- _PROBLEM DETAILS_: Return the data below exactly, but only from the line containing "从 TOML 文件加载" through the line containing "Self::from_toml_str(&content)", with both of those lines included.

===== RECORDS PROVIDED =====

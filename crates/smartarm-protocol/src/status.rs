//! 控制器状态负载与运行模式
//!
//! 控制器每秒向 [`TOPIC_STATUS`](crate::TOPIC_STATUS) 发布一次 JSON：
//!
//! ```text
//! {"mode":"AUTO","distance":12.5,"servos":[90,90,90,90,90],"motor_speed":0}
//! ```
//!
//! 只有 `servos`、`distance`、`motor_speed` 三个字段会被采纳；
//! 缺失的字段保持原值，未知字段（包括控制器上报的 `mode`）直接忽略。

use crate::ProtocolError;
use crate::constants::{SERVO_COUNT, is_valid_servo_angle};
use serde::{Deserialize, Serialize};
use std::fmt;
use std::str::FromStr;

/// 系统运行模式
///
/// - `Auto`: 视觉驱动的自主控制，手动执行指令会被拒绝
/// - `Manual`: 操作员手动控制
#[derive(Debug, Clone, Copy, PartialEq, Eq, Default, Serialize, Deserialize)]
#[serde(rename_all = "lowercase")]
pub enum Mode {
    #[default]
    Auto,
    Manual,
}

impl Mode {
    /// 线上指令中的大写形式（`MODE AUTO`）
    pub fn as_wire(self) -> &'static str {
        match self {
            Mode::Auto => "AUTO",
            Mode::Manual => "MANUAL",
        }
    }

    pub fn is_manual(self) -> bool {
        self == Mode::Manual
    }
}

impl fmt::Display for Mode {
    fn fmt(&self, f: &mut fmt::Formatter<'_>) -> fmt::Result {
        match self {
            Mode::Auto => write!(f, "auto"),
            Mode::Manual => write!(f, "manual"),
        }
    }
}

impl FromStr for Mode {
    type Err = ProtocolError;

    /// 大小写不敏感：`auto`/`AUTO`/`manual`/`MANUAL`
    fn from_str(s: &str) -> Result<Self, Self::Err> {
        if s.eq_ignore_ascii_case("auto") {
            Ok(Mode::Auto)
        } else if s.eq_ignore_ascii_case("manual") {
            Ok(Mode::Manual)
        } else {
            Err(ProtocolError::InvalidValue {
                field: "mode",
                value: s.to_string(),
            })
        }
    }
}

/// 控制器状态负载（部分更新）
///
/// 所有字段均为可选，`None` 表示本次上报未携带该字段。
#[derive(Debug, Clone, Default, PartialEq, Serialize, Deserialize)]
pub struct ControllerStatus {
    /// 舵机角度（必须恰好 5 个）
    #[serde(default, skip_serializing_if = "Option::is_none")]
    pub servos: Option<[i32; SERVO_COUNT]>,

    /// 超声波测距（cm）
    #[serde(default, skip_serializing_if = "Option::is_none")]
    pub distance: Option<f64>,

    /// 电机速度（有符号）
    #[serde(default, skip_serializing_if = "Option::is_none")]
    pub motor_speed: Option<i32>,
}

impl ControllerStatus {
    /// 从原始负载解码并校验
    ///
    /// # 错误
    /// - `NotUtf8`: 负载不是 UTF-8
    /// - `Decode`: JSON 格式错误、字段类型错误、`servos` 长度不是 5
    /// - `InvalidValue`: 舵机角度越界或距离为负/非有限值
    pub fn decode(payload: &[u8]) -> Result<Self, ProtocolError> {
        let text = std::str::from_utf8(payload).map_err(|_| ProtocolError::NotUtf8)?;
        let status: ControllerStatus = serde_json::from_str(text)?;
        status.validate()?;
        Ok(status)
    }

    /// 校验字段取值范围
    pub fn validate(&self) -> Result<(), ProtocolError> {
        if let Some(servos) = &self.servos
            && let Some(bad) = servos.iter().find(|&&a| !is_valid_servo_angle(a))
        {
            return Err(ProtocolError::InvalidValue {
                field: "servos",
                value: bad.to_string(),
            });
        }

        if let Some(distance) = self.distance
            && (!distance.is_finite() || distance < 0.0)
        {
            return Err(ProtocolError::InvalidValue {
                field: "distance",
                value: distance.to_string(),
            });
        }

        Ok(())
    }

    /// 是否未携带任何可采纳字段
    pub fn is_empty(&self) -> bool {
        self.servos.is_none() && self.distance.is_none() && self.motor_speed.is_none()
    }
}
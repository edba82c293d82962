//! Hub 配置（TOML）
//!
//! ```toml
//! log_dir = "logs"
//!
//! [broker]
//! host = "192.168.1.20"
//! port = 1883
//!
//! [perception]
//! source = "test-pattern"
//! cycle_delay_ms = 33
//! confidence_threshold = 0.5
//!
//! [server]
//! ws_addr = "0.0.0.0:8765"
//!
//! [recorder]
//! path = "data/dataset.csv"
//! ```
//!
//! 所有字段都有默认值，空文件即为默认配置。

use anyhow::{Context, Result, bail};
use serde::Deserialize;
use smartarm_client::MqttSettings;
use smartarm_driver::PerceptionConfig;
use std::net::SocketAddr;
use std::path::{Path, PathBuf};

/// 帧来源类型
#[derive(Debug, Clone, Copy, PartialEq, Eq, Default, Deserialize)]
#[serde(rename_all = "kebab-case")]
pub enum SourceKind {
    /// 合成测试图案 + 脚本化检测器
    #[default]
    TestPattern,
    /// 不启动感知线程
    None,
}

#[derive(Debug, Clone, PartialEq, Deserialize)]
#[serde(default)]
pub struct PerceptionSection {
    pub source: SourceKind,
    pub frame_width: u32,
    pub frame_height: u32,
    #[serde(flatten)]
    pub tuning: PerceptionConfig,
}

impl Default for PerceptionSection {
    fn default() -> Self {
        Self {
            source: SourceKind::TestPattern,
            frame_width: 640,
            frame_height: 480,
            tuning: PerceptionConfig::default(),
        }
    }
}

#[derive(Debug, Clone, PartialEq, Eq, Deserialize)]
#[serde(default)]
pub struct ServerSection {
    /// WebSocket 监听地址
    pub ws_addr: String,
    /// 每个订阅者的待发送消息上限，超出即视为投递失败
    pub subscriber_buffer: usize,
}

impl Default for ServerSection {
    fn default() -> Self {
        Self {
            ws_addr: "0.0.0.0:8765".to_string(),
            subscriber_buffer: 64,
        }
    }
}

#[derive(Debug, Clone, PartialEq, Eq, Deserialize)]
#[serde(default)]
pub struct RecorderSection {
    pub enabled: bool,
    pub path: PathBuf,
    pub queue_capacity: usize,
}

impl Default for RecorderSection {
    fn default() -> Self {
        Self {
            enabled: true,
            path: PathBuf::from("data/dataset.csv"),
            queue_capacity: 1024,
        }
    }
}

/// Hub 完整配置
#[derive(Debug, Clone, Default, PartialEq, Deserialize)]
#[serde(default)]
pub struct HubConfig {
    /// 日志文件目录（按天轮转），未设置时只输出到控制台
    pub log_dir: Option<PathBuf>,
    pub broker: MqttSettings,
    pub perception: PerceptionSection,
    pub server: ServerSection,
    pub recorder: RecorderSection,
}

impl HubConfig {
    /// 从 TOML 文件加载
    pub fn load(path: &Path) -> Result<Self> {
        let content = std::fs::read_to_string(path)
            .with_context(|| format!("Failed to read config file {}", path.display()))?;
        Self::from_toml_str(&content)
            .with_context(|| format!("Invalid config file {}", path.display()))
    }

    pub fn from_toml_str(content: &str) -> Result<Self> {
        let config: HubConfig = toml::from_str(content)?;
        Ok(config)
    }

    /// 检查取值合法性
    pub fn validate(&self) -> Result<()> {
        self.ws_socket_addr()?;
        if self.server.subscriber_buffer == 0 {
            bail!("server.subscriber_buffer must be greater than 0");
        }
        if self.perception.source != SourceKind::None
            && (self.perception.frame_width == 0 || self.perception.frame_height == 0)
        {
            bail!("perception frame size must be non-zero");
        }
        if !(0.0..=1.0).contains(&self.perception.tuning.confidence_threshold) {
            bail!(
                "perception.confidence_threshold must be within 0.0..=1.0, got {}",
                self.perception.tuning.confidence_threshold
            );
        }
        if self.broker.host.is_empty() {
            bail!("broker.host must not be empty");
        }
        Ok(())
    }

    pub fn ws_socket_addr(&self) -> Result<SocketAddr> {
        self.server
            .ws_addr
            .parse()
            .with_context(|| format!("Invalid server.ws_addr '{}'", self.server.ws_addr))
    }
}

#[cfg(test)]
mod tests {
    use super::*;

    #[test]
    fn test_empty_config_uses_defaults() {
        let config = HubConfig::from_toml_str("").unwrap();
        assert_eq!(config, HubConfig::default());
        assert_eq!(config.broker.port, 1883);
        assert_eq!(config.broker.status_topic, "smartarm/status");
        assert_eq!(config.perception.tuning.cycle_delay_ms, 33);
        assert_eq!(config.server.ws_addr, "0.0.0.0:8765");
        assert!(config.recorder.enabled);
        assert!(config.log_dir.is_none());
        config.validate().unwrap();
    }

    #[test]
    fn test_partial_sections() {
        let config = HubConfig::from_toml_str(
            r#"
            log_dir = "logs"

            [broker]
            host = "10.0.0.5"

            [perception]
            source = "none"
            confidence_threshold = 0.7
            target_classes = []

            [server]
            ws_addr = "127.0.0.1:9000"
            "#,
        )
        .unwrap();

        assert_eq!(config.log_dir, Some(PathBuf::from("logs")));
        assert_eq!(config.broker.host, "10.0.0.5");
        assert_eq!(config.broker.port, 1883);
        assert_eq!(config.perception.source, SourceKind::None);
        assert_eq!(config.perception.tuning.confidence_threshold, 0.7);
        assert!(config.perception.tuning.target_classes.is_empty());
        assert_eq!(config.perception.tuning.join_timeout_ms, 2000);
        assert_eq!(config.ws_socket_addr().unwrap().port(), 9000);
    }

    #[test]
    fn test_validate_rejects_bad_values() {
        let mut config = HubConfig::default();
        config.server.ws_addr = "not-an-addr".to_string();
        assert!(config.validate().is_err());

        let mut config = HubConfig::default();
        config.server.subscriber_buffer = 0;
        assert!(config.validate().is_err());

        let mut config = HubConfig::default();
        config.perception.tuning.confidence_threshold = 1.5;
        assert!(config.validate().is_err());
    }

    #[test]
    fn test_unknown_source_rejected() {
        assert!(HubConfig::from_toml_str("[perception]\nsource = \"usb-camera\"").is_err());
    }

    #[test]
    fn test_load_from_file() {
        let dir = tempfile::tempdir().unwrap();
        let path = dir.path().join("hub.toml");
        std::fs::write(&path, "[recorder]\nenabled = false\n").unwrap();

        let config = HubConfig::load(&path).unwrap();
        assert!(!config.recorder.enabled);
        assert!(HubConfig::load(&dir.path().join("missing.toml")).is_err());
    }
}
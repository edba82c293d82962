//! 控制桥接
//!
//! [`ControlBridge`] 连接 Broker 链路与 [`StatusStore`]：
//!
//! - **上行**: 控制器状态 JSON → 校验 → 部分更新 `StatusStore` → 通知 `EventRelay`
//! - **下行**: 控制 API → 模式检查 → 文本指令 → 发布到控制主题
//!
//! 连接事件（`on_connect`/`on_disconnect`/`on_message`）由 MQTT 事件线程调用，
//! 控制 API 可以从任意线程并发调用。发布时不持有任何锁。

use crate::error::BridgeError;
use crate::link::BrokerLink;
use serde::{Deserialize, Serialize};
use smartarm_driver::{EventRelay, RelayKind, StatusPatch, StatusStore};
use smartarm_protocol::{ControlCommand, ControllerStatus, Mode, TOPIC_CONTROL, TOPIC_STATUS};
use std::sync::Arc;
use std::sync::atomic::{AtomicU64, Ordering};
use tracing::{debug, info, warn};

/// 主题配置
#[derive(Debug, Clone, PartialEq, Eq, Serialize, Deserialize)]
#[serde(default)]
pub struct BridgeTopics {
    /// 控制器状态上报主题（订阅）
    pub status: String,
    /// 控制指令主题（发布）
    pub control: String,
}

impl Default for BridgeTopics {
    fn default() -> Self {
        Self {
            status: TOPIC_STATUS.to_string(),
            control: TOPIC_CONTROL.to_string(),
        }
    }
}

/// 控制桥接
pub struct ControlBridge<L: BrokerLink> {
    link: L,
    topics: BridgeTopics,
    status: Arc<StatusStore>,
    relay: Arc<EventRelay>,
    commands_sent: AtomicU64,
    reports_applied: AtomicU64,
    reports_rejected: AtomicU64,
}

impl<L: BrokerLink> ControlBridge<L> {
    pub fn new(
        link: L,
        topics: BridgeTopics,
        status: Arc<StatusStore>,
        relay: Arc<EventRelay>,
    ) -> Self {
        Self {
            link,
            topics,
            status,
            relay,
            commands_sent: AtomicU64::new(0),
            reports_applied: AtomicU64::new(0),
            reports_rejected: AtomicU64::new(0),
        }
    }

    pub fn topics(&self) -> &BridgeTopics {
        &self.topics
    }

    pub fn link(&self) -> &L {
        &self.link
    }

    // ==================== 链路事件 ====================

    /// 连接建立：订阅状态主题并标记控制器在线
    pub fn on_connect(&self) {
        info!("Connected to broker, subscribing to '{}'", self.topics.status);
        if let Err(e) = self.link.subscribe(&self.topics.status) {
            warn!("Failed to subscribe controller status: {}", e);
            self.status.report_error(e.to_string());
        }
        self.set_connected(true);
    }

    /// 连接断开：标记控制器离线
    pub fn on_disconnect(&self, reason: &str) {
        warn!("Broker connection lost: {}", reason);
        self.set_connected(false);
    }

    /// 收到消息
    ///
    /// 非状态主题的消息被忽略；格式错误的负载不修改状态，只记录 `error_message`。
    pub fn on_message(&self, topic: &str, payload: &[u8]) {
        if topic != self.topics.status {
            debug!("Ignoring message on unexpected topic '{}'", topic);
            return;
        }

        let result = ControllerStatus::decode(payload)
            .map_err(BridgeError::from)
            .and_then(|report| {
                self.status
                    .update(StatusPatch::from(report))
                    .map_err(BridgeError::from)
            });

        match result {
            Ok(_) => {
                self.reports_applied.fetch_add(1, Ordering::Relaxed);
            },
            Err(e) => {
                let rejected = self.reports_rejected.fetch_add(1, Ordering::Relaxed) + 1;
                if rejected == 1 || rejected % 100 == 0 {
                    warn!("Dropping controller status ({} rejected): {}", rejected, e);
                }
                self.status
                    .report_error(format!("invalid controller status: {}", e));
            },
        }
        self.relay.notify(RelayKind::Status);
    }

    // ==================== 控制 API ====================

    /// 切换运行模式
    ///
    /// 先更新本地状态，再发布 `MODE <AUTO|MANUAL>`，最后通知广播。
    /// 发布失败时本地模式已生效，错误返回给调用方。
    pub fn set_mode(&self, mode: Mode) -> Result<(), BridgeError> {
        self.status.update(StatusPatch::new().mode(mode))?;
        info!("Mode set to {}", mode);
        let published = self.publish(ControlCommand::SetMode(mode));
        self.relay.notify(RelayKind::Status);
        published
    }

    /// 设置单个舵机角度（仅 Manual 模式）
    ///
    /// # 错误
    /// - `NotManualMode`: 当前为 Auto 模式，不发布
    /// - `InvalidCommand`: ID ≥ 5 或角度不在 0..=180，不发布
    pub fn set_servo(&self, servo_id: u8, angle: i32) -> Result<(), BridgeError> {
        self.send(ControlCommand::servo(servo_id, angle)?)
    }

    /// 设置电机速度（仅 Manual 模式）
    ///
    /// # 错误
    /// - `NotManualMode`: 当前为 Auto 模式，不发布
    /// - `InvalidCommand`: 速度不在 -100..=100，不发布
    pub fn set_motor(&self, speed: i32) -> Result<(), BridgeError> {
        self.send(ControlCommand::motor(speed)?)
    }

    /// 急停（任何模式下都允许）
    pub fn emergency_stop(&self) -> Result<(), BridgeError> {
        warn!("Emergency stop requested");
        self.send(ControlCommand::Stop)
    }

    /// 回到中位（任何模式下都允许）
    pub fn home(&self) -> Result<(), BridgeError> {
        self.send(ControlCommand::Home)
    }

    /// 发送任意指令
    ///
    /// `SetMode` 走 [`set_mode`](Self::set_mode) 的完整流程；手动执行类指令先检查模式。
    pub fn send(&self, command: ControlCommand) -> Result<(), BridgeError> {
        if let ControlCommand::SetMode(mode) = command {
            return self.set_mode(mode);
        }
        if command.requires_manual() && !self.status.mode().is_manual() {
            debug!("Rejecting {} outside manual mode", command);
            return Err(BridgeError::NotManualMode { command });
        }
        self.publish(command)
    }

    // ==================== 统计 ====================

    pub fn commands_sent(&self) -> u64 {
        self.commands_sent.load(Ordering::Relaxed)
    }

    pub fn reports_applied(&self) -> u64 {
        self.reports_applied.load(Ordering::Relaxed)
    }

    pub fn reports_rejected(&self) -> u64 {
        self.reports_rejected.load(Ordering::Relaxed)
    }

    fn publish(&self, command: ControlCommand) -> Result<(), BridgeError> {
        let payload = command.encode();
        self.link.publish(&self.topics.control, payload.as_bytes())?;
        self.commands_sent.fetch_add(1, Ordering::Relaxed);
        debug!("Published '{}' to '{}'", payload, self.topics.control);
        Ok(())
    }

    fn set_connected(&self, connected: bool) {
        match self
            .status
            .update(StatusPatch::new().controller_connected(connected))
        {
            Ok(_) => self.relay.notify(RelayKind::Status),
            Err(e) => warn!("Failed to update controller_connected: {}", e),
        }
    }
}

=====

- _OUTPUT FOR THIS TASK_:
    /// 从 TOML 文件加载
    pub fn load(path: &Path) -> Result<Self> {
        let content = std::fs::read_to_string(path)
            .with_context(|| format!("Failed to read config file {}", path.display()))?;
        Self::from_toml_str(&content)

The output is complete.